Remaining on the subject of the factors limiting violent manifestations of international anarchy, attention must, finally, be drawn to the fact that states that have liberal-democratic orders — states where there thus exists a true division and consistent decentralisation of powers, or even a federal structure — find it more difficult than those with authoritarian or totalitarian regimes to put aggressive foreign policies into practice. This is because the balance between the various powers of the state hinders rapid decision-making and intervention at international level. However, this in no way implies an automatic connection between the affirmation of democracy within states and the overcoming of power relations between them.
All the factors, illustrated above, which tend to prevent an elimination of the pluralistic character of the international system and to contain leanings towards tests of strength, constitute the basis of several important phenomena characterising international relations on which it is worth dwelling here.
It must first be underlined that the hierarchy of states and the balance that has been established among the major powers constitute the two main structural elements within the framework of international anarchy, and it is they that transform it from a simple disorganised plurality of states into a system of states, in other words, into a reality that is characterised, as the word “system” itself implies, by relative order, and whose concrete developments are, as a result, relatively more comprehensible and predictable. In particular, the balance between the major powers is, historically, the objective condition that induced states to acknowledge one another, even formally, as sovereign states and which, in the case of modern Europe, allowed the affirmation and gradual extension of international law, granting the latter a measure of effectiveness in spite of the fact that it does not emanate from a sovereign power. In fact, in accordance with the raison d’état paradigm, the true validity of the rules of international law, which states effectively observe, is based not so much on the principle that agreements are made to be kept (pacta sunt servanda), which is essentially a value judgement, as on the fact that, in view of the balance, in other words, of the objective impossibility of eliminating the sovereignty of the other states, the most prominent actors within the international system were obliged to recognise the need to live together in some way. While nevertheless preserving power politics and war as extreme measures, they had to find some way of regulating their anarchic co-existence, and thus created a set of sui generis rules that legitimises the normal use of violence and is subordinate to the power and hierarchical relations among the states. In practice, although there exists no sovereign power that guarantees respect for international law, there does exist a power situation, albeit an unstable one (i.e., the balance between the powers) that, to an extent, has this effect.

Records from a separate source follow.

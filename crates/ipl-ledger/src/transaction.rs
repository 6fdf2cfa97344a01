use std::cell::RefCell;

use tracing::debug;

use crate::error::LedgerResult;
use crate::traits::{validate_key, LedgerBackend, StateStore, WriteSet};

/// A single ledger transaction.
///
/// Reads fall through to committed state unless the transaction has already
/// staged a write for the key. Only writes validate keys; reading a key that
/// can never be stored finds nothing. Staged writes reach the backend only on
/// [`commit`](Self::commit); [`abort`](Self::abort) or dropping the
/// transaction discards them.
pub struct Transaction<'a, B: LedgerBackend + ?Sized> {
    backend: &'a B,
    writes: RefCell<WriteSet>,
}

impl<'a, B: LedgerBackend + ?Sized> Transaction<'a, B> {
    pub fn new(backend: &'a B) -> Self {
        Self {
            backend,
            writes: RefCell::new(WriteSet::new()),
        }
    }

    /// Number of keys with staged writes.
    pub fn pending_writes(&self) -> usize {
        self.writes.borrow().len()
    }

    /// Apply staged writes to the backend. Returns the number of keys written.
    pub fn commit(self) -> LedgerResult<usize> {
        let writes = self.writes.into_inner();
        if writes.is_empty() {
            return Ok(0);
        }
        self.backend.apply(&writes)?;
        debug!(keys = writes.len(), "transaction committed");
        Ok(writes.len())
    }

    /// Discard staged writes. Returns the number of keys discarded.
    pub fn abort(self) -> usize {
        let discarded = self.writes.into_inner().len();
        debug!(keys = discarded, "transaction aborted");
        discarded
    }
}

impl<B: LedgerBackend + ?Sized> StateStore for Transaction<'_, B> {
    fn get_state(&self, key: &str) -> LedgerResult<Option<Vec<u8>>> {
        if let Some(staged) = self.writes.borrow().get(key) {
            return Ok(Some(staged.clone()));
        }
        self.backend.read(key)
    }

    fn put_state(&self, key: &str, value: &[u8]) -> LedgerResult<()> {
        validate_key(key)?;
        self.writes
            .borrow_mut()
            .insert(key.to_string(), value.to_vec());
        Ok(())
    }
}

impl<B: LedgerBackend + ?Sized> std::fmt::Debug for Transaction<'_, B> {
    fn fmt(&self, f: &mut std::fmt::Formatter<'_>) -> std::fmt::Result {
        f.debug_struct("Transaction")
            .field("pending_writes", &self.pending_writes())
            .finish()
    }
}

#[cfg(test)]
mod tests {
    use super::*;
    use crate::error::LedgerError;
    use crate::memory::InMemoryLedger;

    #[test]
    fn staged_writes_invisible_until_commit() {
        let ledger = InMemoryLedger::new();
        let tx = ledger.begin();
        tx.put_state("doc1", b"hello").unwrap();
        assert_eq!(ledger.read("doc1").unwrap(), None);
        assert_eq!(tx.commit().unwrap(), 1);
        assert_eq!(ledger.read("doc1").unwrap(), Some(b"hello".to_vec()));
    }

    #[test]
    fn read_your_writes() {
        let ledger = InMemoryLedger::new();
        let tx = ledger.begin();
        assert_eq!(tx.get_state("k").unwrap(), None);
        tx.put_state("k", b"v1").unwrap();
        tx.put_state("k", b"v2").unwrap();
        assert_eq!(tx.get_state("k").unwrap(), Some(b"v2".to_vec()));
        assert_eq!(tx.pending_writes(), 1);
    }

    #[test]
    fn abort_discards() {
        let ledger = InMemoryLedger::new();
        let tx = ledger.begin();
        tx.put_state("a", b"1").unwrap();
        tx.put_state("b", b"2").unwrap();
        assert_eq!(tx.abort(), 2);
        assert!(ledger.is_empty());
    }

    #[test]
    fn drop_discards() {
        let ledger = InMemoryLedger::new();
        {
            let tx = ledger.begin();
            tx.put_state("a", b"1").unwrap();
        }
        assert!(ledger.is_empty());
    }

    #[test]
    fn empty_commit_skips_backend() {
        let ledger = InMemoryLedger::new();
        ledger.set_fail_writes(true);
        let tx = ledger.begin();
        assert_eq!(tx.commit().unwrap(), 0);
    }

    #[test]
    fn commit_failure_surfaces() {
        let ledger = InMemoryLedger::new();
        ledger.set_fail_writes(true);
        let tx = ledger.begin();
        tx.put_state("a", b"1").unwrap();
        assert!(matches!(tx.commit(), Err(LedgerError::Unavailable(_))));
        assert!(ledger.is_empty());
    }

    #[test]
    fn invalid_key_rejected_on_put() {
        let ledger = InMemoryLedger::new();
        let tx = ledger.begin();
        assert!(matches!(tx.put_state("", b"x"), Err(LedgerError::InvalidKey { .. })));
        assert!(matches!(tx.put_state("\u{0}ns", b"x"), Err(LedgerError::InvalidKey { .. })));
        assert_eq!(tx.pending_writes(), 0);
    }

    #[test]
    fn invalid_key_reads_as_absent() {
        let ledger = InMemoryLedger::new();
        let tx = ledger.begin();
        assert_eq!(tx.get_state("").unwrap(), None);
        assert_eq!(tx.get_state("\u{0}ns").unwrap(), None);
    }

    #[test]
    fn works_through_trait_object() {
        let ledger = InMemoryLedger::new();
        let backend: &dyn LedgerBackend = &ledger;
        let tx = Transaction::new(backend);
        tx.put_state("k", b"v").unwrap();
        tx.commit().unwrap();
        assert_eq!(ledger.len(), 1);
    }
}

Meanwhile, the afore-mentioned phenomena of interdependence that evolved within the ambit of the system of states can be seen to underlie the emergence of the international organisations: following the period of the two world wars, international bodies (of which the UN is the most important example) developed at a rate that, in comparison with previous eras, was quite unprecedented. This growth of international interdependence, of which economic globalisation is the most recent manifestation, has forced an ever greater level of cooperation among states and a remarkable evolution, both quantitative and qualitative, of international law in order to manage problems of increasing importance that states cannot address through isolated actions. In this scenario, even non-governmental actors, such as multinational corporations and non-governmental organisations (active above all in the humanitarian and environmental fields), have taken on an increasingly significant role in international relations.
In view of these phenomena, many scholars of international relations see the basic concepts of state sovereignty and international anarchy as having less and less capacity to explain contemporary reality, since what we are faced with is a substantial limitation of state sovereignty and thus an erosion of the very basis of the qualitative difference between international relations and domestic relations. Supporters of the raison d’état paradigm respond to these considerations by underlining, in particular, that the international organisations are de facto dominated (and formally dominated in the case of the UN Security Council) by the major powers. And they add that the role of the multinational corporations, however important, is founded, in the final analysis, on the power of the states to which they belong, while the space that the non governmental organisations (NGOs) have carved out for themselves in the framework of interstate cooperation does not alter essentially the rules of the game decided by the major powers. Thus, states continue to be the leading actors in international relations, which, unlike the state’s internal affairs, are governed by power relations; this is borne out by the fact that all states continue to maintain armed forces whose size is disproportionate to the sole requirements of domestic security. If, then, the dichotomy between state sovereignty and international anarchy retains its capacity to explain contemporary reality, we should, rather, be asking ourselves whether the anarchical structure of interstate society is becoming increasingly irreconcilable with the needs, in terms of survival and progress, of mankind and whether, as a result, the time has come to place the creation of an effective and democratic world government and, thus, the ways through which this objective might be achieved, firmly on the historical agenda. And this is the point that opens up the question of the federalist paradigm and of how it incorporates and supersedes that of the raison d’état.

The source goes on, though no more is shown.